Apache Hadoop 3.3 distributed data processing platform released

What is apache hadoop
Apache Hadoop 3.3 

After a year and a half of development, the Apache Software Foundation released Apache Hadoop 3.3.0, a free platform for organizing distributed large data processing using the map/reduce paradigm, where the problem is divided into a set of smaller, detached fragments, each of which can be run on a separate cluster node. A Hadoop-based repository can cover thousands of nodes and contain exobytes of data.

Hadoop includes the implementation of the distributed Hadoop Distributed Filesystem (HDFS) file system, which automatically provides data backup and is optimized for Mapreduce applications. To facilitate access to data in Hadoop, the repository has developed BD Hbase and SQL-like Pig, which is a kind of SQL for Mapreduce whose queries can be parsed and processed by several Hadoop platforms. The project is considered to be fully stable and ready for industrial operation. Hadoop is actively used in major industrial projects, providing features similar to the Google Bigtable/GFS/Mapreduce platform, with Google officially delegating Hadoop and other Apache projects the right to use technology, which are subject to patents related to the Mapreduce method.

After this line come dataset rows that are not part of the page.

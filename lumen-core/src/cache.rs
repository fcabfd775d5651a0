//! Cache index: "do we already have an analysis for this hash?"
//!
//! Two tiers keep the common case cheap:
//!
//! 1. probe the well-known `vision/metadata/<hash>/latest.json` with a short
//!    timeout;
//! 2. on miss or error, list `vision/metadata/<hash>/` under a longer timeout
//!    and take the most recently written entry.
//!
//! Lookups fail open. Backend errors, timeouts and entries that no longer
//! match the schema all read as a miss.

use std::sync::Arc;
use std::time::{Duration, Instant};

use bytes::Bytes;
use chrono::Utc;
use tracing::{debug, info, instrument, warn};

use crate::hash::ContentHash;
use crate::paths;
use crate::schema::AnalysisResult;
use crate::store::{ObjectStore, StoreError};

/// Default bound on the fast-path probe.
pub const DEFAULT_PROBE_TIMEOUT: Duration = Duration::from_secs(2);

/// Default bound on the listing fallback.
pub const DEFAULT_LIST_TIMEOUT: Duration = Duration::from_secs(10);

const JSON_CONTENT_TYPE: &str = "application/json";

#[derive(Debug, Clone)]
pub struct CacheIndexConfig {
    pub probe_timeout: Duration,
    pub list_timeout: Duration,
    /// Also write a timestamped entry next to `latest.json`.
    pub keep_history: bool,
}

impl Default for CacheIndexConfig {
    fn default() -> Self {
        Self {
            probe_timeout: DEFAULT_PROBE_TIMEOUT,
            list_timeout: DEFAULT_LIST_TIMEOUT,
            keep_history: false,
        }
    }
}

#[derive(Clone)]
pub struct CacheIndex {
    store: Arc<dyn ObjectStore>,
    config: CacheIndexConfig,
}

impl CacheIndex {
    pub fn new(store: Arc<dyn ObjectStore>, config: CacheIndexConfig) -> Self {
        Self { store, config }
    }

    pub fn backend(&self) -> &Arc<dyn ObjectStore> {
        &self.store
    }

    /// Cached analysis for `hash`, or `None` on miss or any backend trouble.
    #[instrument(level = "debug", skip(self), fields(hash = %hash.short(), backend = self.store.backend_name()))]
    pub async fn lookup(&self, hash: &ContentHash) -> Option<AnalysisResult> {
        let start = Instant::now();

        if let Some(result) = self.probe_latest(hash).await {
            info!(
                latency_ms = start.elapsed().as_millis() as u64,
                tier = "probe",
                "Cache HIT"
            );
            return Some(result);
        }

        match self.scan_prefix(hash).await {
            Some(result) => {
                info!(
                    latency_ms = start.elapsed().as_millis() as u64,
                    tier = "listing",
                    "Cache HIT"
                );
                Some(result)
            }
            None => {
                debug!(latency_ms = start.elapsed().as_millis() as u64, "Cache MISS");
                None
            }
        }
    }

    async fn probe_latest(&self, hash: &ContentHash) -> Option<AnalysisResult> {
        let path = paths::latest_metadata_path(hash);
        let body = match tokio::time::timeout(self.config.probe_timeout, self.store.get(&path)).await
        {
            Ok(Ok(Some(body))) => body,
            Ok(Ok(None)) => return None,
            Ok(Err(e)) => {
                warn!(error = %e, path, "Cache probe failed, falling back to listing");
                return None;
            }
            Err(_) => {
                warn!(
                    timeout_ms = self.config.probe_timeout.as_millis() as u64,
                    path, "Cache probe timed out, falling back to listing"
                );
                return None;
            }
        };
        decode_entry(&path, &body)
    }

    async fn scan_prefix(&self, hash: &ContentHash) -> Option<AnalysisResult> {
        let prefix = paths::metadata_prefix(hash);
        let scan = async {
            let mut entries = self.store.list(&prefix).await?;
            entries.sort_by(|a, b| b.uploaded_at.cmp(&a.uploaded_at).then(b.path.cmp(&a.path)));
            for entry in entries {
                if let Some(body) = self.store.get(&entry.path).await? {
                    if let Some(result) = decode_entry(&entry.path, &body) {
                        return Ok::<_, StoreError>(Some(result));
                    }
                }
            }
            Ok(None)
        };

        match tokio::time::timeout(self.config.list_timeout, scan).await {
            Ok(Ok(found)) => found,
            Ok(Err(e)) => {
                warn!(error = %e, prefix, "Cache listing failed, treating as miss");
                None
            }
            Err(_) => {
                warn!(
                    timeout_ms = self.config.list_timeout.as_millis() as u64,
                    prefix, "Cache listing timed out, treating as miss"
                );
                None
            }
        }
    }

    /// Write `result` under the deterministic path for `hash`.
    ///
    /// Overwrites are idempotent: the same hash always maps to an equivalent
    /// analysis.
    #[instrument(level = "debug", skip(self, result), fields(hash = %hash.short()))]
    pub async fn store(&self, hash: &ContentHash, result: &AnalysisResult) -> Result<(), StoreError> {
        let body = Bytes::from(
            result
                .to_json_vec()
                .map_err(|e| StoreError::Malformed(e.to_string()))?,
        );

        self.store
            .put(&paths::latest_metadata_path(hash), body.clone(), JSON_CONTENT_TYPE)
            .await?;

        if self.config.keep_history {
            let path = paths::history_metadata_path(hash, Utc::now());
            self.store.put(&path, body, JSON_CONTENT_TYPE).await?;
        }

        debug!("Cache entry written");
        Ok(())
    }
}

/// Corrupt or stale-format entries are misses, never errors.
fn decode_entry(path: &str, body: &[u8]) -> Option<AnalysisResult> {
    match AnalysisResult::from_slice(body) {
        Ok(result) => Some(result),
        Err(e) => {
            warn!(error = %e, path, "Ignoring cache entry that fails validation");
            None
        }
    }
}

#[cfg(test)]
mod tests {
    use super::*;
    use crate::schema::fixtures::VALID;
    use crate::store::MemoryObjectStore;
    use chrono::Duration as ChronoDuration;

    fn index(store: Arc<MemoryObjectStore>) -> CacheIndex {
        CacheIndex::new(store, CacheIndexConfig::default())
    }

    fn valid_with_scene(scene: &str) -> String {
        let mut doc: serde_json::Value = serde_json::from_str(VALID).unwrap();
        doc["global_context"]["scene_description"] = scene.into();
        doc.to_string()
    }

    #[tokio::test]
    async fn test_miss_on_empty_store() {
        let store = Arc::new(MemoryObjectStore::new());
        let hash = ContentHash::from_bytes(b"img");
        assert!(index(store).lookup(&hash).await.is_none());
    }

    #[tokio::test]
    async fn test_put_then_probe_hit() {
        let store = Arc::new(MemoryObjectStore::new());
        let cache = index(store.clone());
        let hash = ContentHash::from_bytes(b"img");
        let result = AnalysisResult::from_json(VALID).unwrap();

        cache.store(&hash, &result).await.unwrap();

        assert_eq!(cache.lookup(&hash).await, Some(result));
        assert_eq!(store.paths(), vec![paths::latest_metadata_path(&hash)]);
    }

    #[tokio::test]
    async fn test_listing_fallback_picks_newest() {
        let store = Arc::new(MemoryObjectStore::new());
        let hash = ContentHash::from_bytes(b"img");
        let now = Utc::now();
        let prefix = paths::metadata_prefix(&hash);

        store.insert_at(&format!("{prefix}old.json"), valid_with_scene("old"), now - ChronoDuration::hours(2));
        store.insert_at(&format!("{prefix}new.json"), valid_with_scene("new"), now - ChronoDuration::minutes(5));

        let found = index(store).lookup(&hash).await.unwrap();
        assert_eq!(found.global_context.scene_description, "new");
    }

    #[tokio::test]
    async fn test_corrupt_latest_falls_back_to_history() {
        let store = Arc::new(MemoryObjectStore::new());
        let hash = ContentHash::from_bytes(b"img");
        let now = Utc::now();
        let prefix = paths::metadata_prefix(&hash);

        store.insert_at(&paths::latest_metadata_path(&hash), "{not json", now);
        store.insert_at(&format!("{prefix}older.json"), valid_with_scene("history"), now - ChronoDuration::hours(1));

        let found = index(store).lookup(&hash).await.unwrap();
        assert_eq!(found.global_context.scene_description, "history");
    }

    #[tokio::test]
    async fn test_invalid_entry_is_miss() {
        let store = Arc::new(MemoryObjectStore::new());
        let hash = ContentHash::from_bytes(b"img");
        store.insert_at(&paths::latest_metadata_path(&hash), r#"{"meta":{}}"#, Utc::now());
        assert!(index(store).lookup(&hash).await.is_none());
    }

    #[tokio::test]
    async fn test_outage_reads_as_miss() {
        let store = Arc::new(MemoryObjectStore::new());
        let cache = index(store.clone());
        let hash = ContentHash::from_bytes(b"img");
        cache.store(&hash, &AnalysisResult::from_json(VALID).unwrap()).await.unwrap();

        store.set_unavailable(true);
        assert!(cache.lookup(&hash).await.is_none());
        assert!(cache
            .store(&hash, &AnalysisResult::from_json(VALID).unwrap())
            .await
            .is_err());
    }

    #[tokio::test]
    async fn test_history_written_when_enabled() {
        let store = Arc::new(MemoryObjectStore::new());
        let cache = CacheIndex::new(
            store.clone(),
            CacheIndexConfig {
                keep_history: true,
                ..Default::default()
            },
        );
        let hash = ContentHash::from_bytes(b"img");
        cache.store(&hash, &AnalysisResult::from_json(VALID).unwrap()).await.unwrap();
        assert_eq!(store.len(), 2);
    }
}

Hadoop ranks first among Apache repositories in terms of the number of changes made and fifth in terms of the size of the base code (about 4 million lines of code). Major Hadoop implementations include Netflix repositories (more than 500 billion events per day), Twitter (a cluster of 10,000 nodes in real time stores more zetabite data and processes more than 5 billion sessions per day), Facebook (a cluster of 4,000 nodes stores more than 300 petabytes and increases daily by 4 Pb per day).

Main changes in Apache Hadoop 3.3:


  • Added support for ARM based platforms.
  • The implementation of the Protobuf (Protocol buffers) format used to serialize structured data has been updated to 3.7.1 due to the end of the protobuf-2.5.0 branch life cycle.
  • S3A connector features were enhanced: Token authentication (Delegation Token) support was added, 404 response caching was improved, S3guard performance was increased, and reliability was improved.
  • The ABFS file system solved problems with automatic tuning.
  • Added built-in support for the Tencent Cloud COS file system to access the COS object repository.
  • Added full support for Java 11.
  • The implementation of HDFS RBF (Router-based Federation) has been stabilized. HDFS Router has added security management tools.
  • Added a DNS Resolution service to allow the client to define servers via DNS by node names without listing all hosts in the settings.
  • Added support for planning the launch of opportunistic containers through the Central Resource Manager (Resourcemanager), including the possibility of distributing containers according to the load of each node.
  • Added YARN Application Directory (Yet Another Resource Negotiator) with search capability.